As medidas jurídicas adotadas no Brasil durante a pandemia da COVID-19 e seus reflexos no sistema prisional

publicado 21/05/2020 17h34, última modificação 21/05/2020 17h34

Por Anna Karoline Cavalcante Carvalho* e Victor Soares Nunes**

A pandemia da COVID-19 exigiu do Estado e suas instituições repostas rápidas e eficazes no que concernem medidas sanitárias e de isolamento social. No cárcere, há uma peculiaridade considerando o Estado de Coisas Inconstitucional reconhecido pelo Supremo Tribunal Federal, conforme voto do  Ministro Marco Aurélio, na Arguição de Descumprimento de Preceito Fundamental (ADPF) n. 347: 

no sistema prisional brasileiro, ocorre violação generalizada de direitos fundamentais dos presos no tocante à dignidade, higidez física e integridade psíquica. A superlotação carcerária e a precariedade das instalações das delegacias e presídios, mais do que inobservância, pelo Estado, da ordem jurídica correspondente, configuram tratamento degradante, ultrajante e indigno a pessoas que se encontram sob custódia. As penas privativas de liberdade aplicadas em nossos presídios convertem-se em penas cruéis e desumanas. Os presos tornam-se ‘lixo digno do pior tratamento possível’, sendo-lhes negado todo e qualquer direito à existência minimamente segura e salubre. Daí o acerto do Ministro da Justiça, José Eduardo Cardozo, na comparação com as ‘masmorras medievais (STF, 2016) 

Diante do respectivo cenário, o Conselho Nacional de Justiça  reagiu  à situação de pandemia, mediante a Recomendação n.62, que visa a preservação de Direitos Humanos, a fim de evitar o caos na saúde pública brasileira, bem como, preservar a vida de indivíduos em situação de extrema vulnerabilidade, tais como o reeducandos. A recomendação traz orientações ao Judiciário em cinco principais frentes: redução do fluxo de ingresso no sistema prisional e socioeducativo; medidas de prevenção na realização de audiências judiciais nos fóruns; suspensão excepcional da audiência de custódia, mantida a análise de todas as prisões em flagrante realizadas; ação conjunta com os Executivos locais na elaboração de planos de contingência; e suporte aos planos de contingência deliberados pelas administrações penitenciárias dos estados em relação às visitas.

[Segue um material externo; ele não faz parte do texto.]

//! Job submission and polling
//!
//! Jobs run asynchronously on the control plane. A submission returns a job
//! envelope whose first entry carries the job ID; completion is observed by
//! polling `GET /jobs/{id}` under a [`PollPolicy`].

use crate::api::ControlPlaneApi;
use crate::error::{JobError, Result};
use crate::model::{Job, JobOperation};
use crate::progress::{ProgressProvider, ProgressUpdate};
use log::{debug, info, warn};
use serde::Serialize;
use std::future::Future;
use std::sync::Arc;
use std::time::Duration;

/// How often and how many times a job is polled
#[derive(Debug, Clone, Copy, PartialEq, Eq)]
pub struct PollPolicy {
    pub interval: Duration,
    pub max_attempts: u32,
}

impl PollPolicy {
    pub fn new(interval: Duration, max_attempts: u32) -> Self {
        Self {
            interval,
            max_attempts,
        }
    }

    /// 500 ms x 60, used while an instance is being provisioned
    pub fn manage() -> Self {
        Self::new(Duration::from_millis(500), 60)
    }

    /// 1 s x 1800, used for checkin, checkout and deploy
    pub fn long_running() -> Self {
        Self::new(Duration::from_millis(1000), 1800)
    }
}

impl Default for PollPolicy {
    fn default() -> Self {
        Self::long_running()
    }
}

#[derive(Clone)]
pub struct JobSubmitter {
    api: ControlPlaneApi,
    progress: Arc<dyn ProgressProvider>,
}

impl JobSubmitter {
    pub fn new(api: ControlPlaneApi) -> Self {
        Self {
            api,
            progress: <dyn ProgressProvider>::null(),
        }
    }

    pub fn with_progress(mut self, progress: Arc<dyn ProgressProvider>) -> Self {
        self.progress = progress;
        self
    }

    /// Submit a job and return its ID
    pub async fn submit_job<B: Serialize + ?Sized>(
        &self,
        operation: JobOperation,
        instance_id: Option<&str>,
        body: &B,
        vcs_token: Option<&str>,
    ) -> Result<String> {
        let path = operation.path(instance_id)?;
        let body = serde_json::to_value(body)?;

        let jobs = self.api.submit(&path, body, vcs_token).await?;
        let job_id = jobs
            .jobs
            .into_iter()
            .next()
            .map(|job| job.id)
            .filter(|id| !id.is_empty())
            .ok_or_else(|| JobError::submission(operation.as_str(), "response contained no job"))?;

        info!("Submitted {operation} job {job_id}");
        self.progress.report(ProgressUpdate::JobSubmitted {
            operation: operation.to_string(),
            job_id: job_id.clone(),
        });
        Ok(job_id)
    }

    /// Poll a job until it completes or the attempt budget runs out
    ///
    /// Exactly `max_attempts` polls are made before timing out, with no sleep
    /// after the last one. Failed or undecodable polls count as pending.
    pub async fn await_completion(&self, job_id: &str, policy: PollPolicy) -> Result<Job> {
        debug!(
            "Waiting for job {job_id} ({} polls every {:?})",
            policy.max_attempts, policy.interval
        );

        for attempt in 1..=policy.max_attempts {
            let status = match self.poll_once(job_id).await {
                Ok(Some(job)) if job.is_completed() => {
                    info!("Job {job_id} completed after {attempt} polls");
                    self.progress.report(ProgressUpdate::JobCompleted {
                        job_id: job_id.to_string(),
                    });
                    return Ok(job);
                }
                Ok(Some(job)) => job.status.map(|s| s.to_string()),
                Ok(None) => None,
                Err(e) => {
                    debug!("Poll {attempt} for job {job_id} failed: {e}");
                    None
                }
            };

            self.progress.report(ProgressUpdate::JobPolled {
                job_id: job_id.to_string(),
                attempt,
                max_attempts: policy.max_attempts,
                status,
            });

            if attempt < policy.max_attempts {
                tokio::time::sleep(policy.interval).await;
            }
        }

        warn!(
            "Job {job_id} still pending after {} polls",
            policy.max_attempts
        );
        Err(JobError::timeout(job_id, policy.max_attempts).into())
    }

    /// Like [`await_completion`](Self::await_completion), but gives up as soon
    /// as `cancel` resolves
    pub async fn await_completion_until<F>(
        &self,
        job_id: &str,
        policy: PollPolicy,
        cancel: F,
    ) -> Result<Job>
    where
        F: Future<Output = ()>,
    {
        tokio::select! {
            result = self.await_completion(job_id, policy) => result,
            _ = cancel => {
                info!("Stopped waiting for job {job_id}");
                Err(JobError::cancelled(job_id).into())
            }
        }
    }

    async fn poll_once(&self, job_id: &str) -> Result<Option<Job>> {
        let jobs = self.api.get_jobs(job_id).await?;
        Ok(jobs.jobs.into_iter().next())
    }
}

O texto considera que a manutenção da saúde das pessoas privadas de liberdade, especialmente devido à situação de confinamento e superlotação nos presídios brasileiros, é essencial para a garantia da saúde coletiva e da segurança pública. Destaca, ainda, a importância da adoção de medidas para zelar pela saúde dos profissionais que atuam no sistema de justiça penal e socioeducativo enquanto se mantém a continuidade da prestação de Justiça. (CNJ, 2020)

Nesse sentido, o Superior Tribunal de Justiça vem decidindo conforme a recomendação do CNJ, a exemplo da decisão  do  Ministro Paulo de Tarso Sanseverino do STJ que decidiu, no dia 27 de março de 2020, garantir a todos os presos, por inadimplemento de obrigação alimentar, o cumprimento da prisão em regime domiciliar. Tal medida fez-se necessária  em razão do avanço exponencial da  pandemia de covid-19. 

Ante a situação emergencial em saúde pública, vários institutos jurídicos começaram a ser questionados, bem como, a forma de execução da pena.  Nesse último caso citado, o Ministro ressaltou que as condições de cumprimento da prisão domiciliar serão estipuladas pelos juízos de execução de alimentos, inclusive em relação à duração, levando em conta as medidas adotadas pelo Governo Federal e local para conter o contágio em massa. 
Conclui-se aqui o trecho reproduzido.